The standard debugging data format for ELF binary files, DWARF, contains a lot
of information, which is generated mostly when passing \eg{} the switch
\lstbash{-g} to \prog{gcc}. This information, essentially provided for
debuggers, contains all that is needed to connect the generated assembly with
the original code, information that can be used by sanitizers (\eg{} the type
of each variable in the source language), etc.

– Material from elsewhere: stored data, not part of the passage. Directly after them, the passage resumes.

pub mod factory;
pub mod local;
pub mod memory;
pub mod repository;

pub use factory::{BackendConfig, RepositoryFactory, RepositoryRegistry};
pub use local::{LocalCache, LocalStore, LocalStoreError, MemoryLocalStore};
pub use memory::{MemoryRepository, MemoryRepositoryFactory};
pub use repository::{RepositoryError, WattRentRepository};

Even in stripped (non-debug) binaries, a small portion of DWARF data remains.
Among this essential data that is never stripped is the stack unwinding data,
which allows to unwind stack frames, restoring machine registers to the value
they had in the previous frame, for instance within the context of a debugger
or a profiler.

This data is structured into tables, each row corresponding to an program
counter (PC) range for which it describes valid unwinding data, and each column
describing how to unwind a particular machine register (or virtual register
used for various purposes). These rules are mostly basic, consisting in offsets
from memory addresses stored in registers (such as \reg{rbp} or \reg{rsp}), but
in some cases, they can take the form of a stack-machine expression that can
access virtually all the process's memory and perform Turing-complete
computation~\cite{oakley2011exploiting}.

\subsection*{The research problem}

As debugging data can easily get heavy beyond reasonable if stored carelessly,
the DWARF standard pays a great attention to data compactness and compression,
and succeeds particularly well at it. But this, as always, is at the expense
of efficiency: accessing stack unwinding data for a particular program point
can be quite costly.

This is often not a huge problem, as stack unwinding is mostly thought of as a
debugging procedure: when something behaves unexpectedly, the programmer might
be interested in exploring the stack.  Yet, stack unwinding might, in some
cases, be performance-critical: for instance, profiler programs needs to
perform a whole lot of stack unwindings. Even worse, exception handling relies
on stack unwinding in order to find a suitable catch-block! For such
applications, it might be desirable to find a different time/space trade-off,
allowing a slightly space-heavier, but far more time-efficient unwinding
procedure.

This different trade-off is the question that I explored during this
internship: what good alternative trade-off is reachable when storing the stack
unwinding data completely differently?

It seems that the subject has not really been explored yet, and as of now, the
most widely used library for stack unwinding,
\prog{libunwind}~\cite{libunwind}, essentially makes use of aggressive but
fine-tuned caching and optimized code to mitigate this problem.

% What is the question that you studied?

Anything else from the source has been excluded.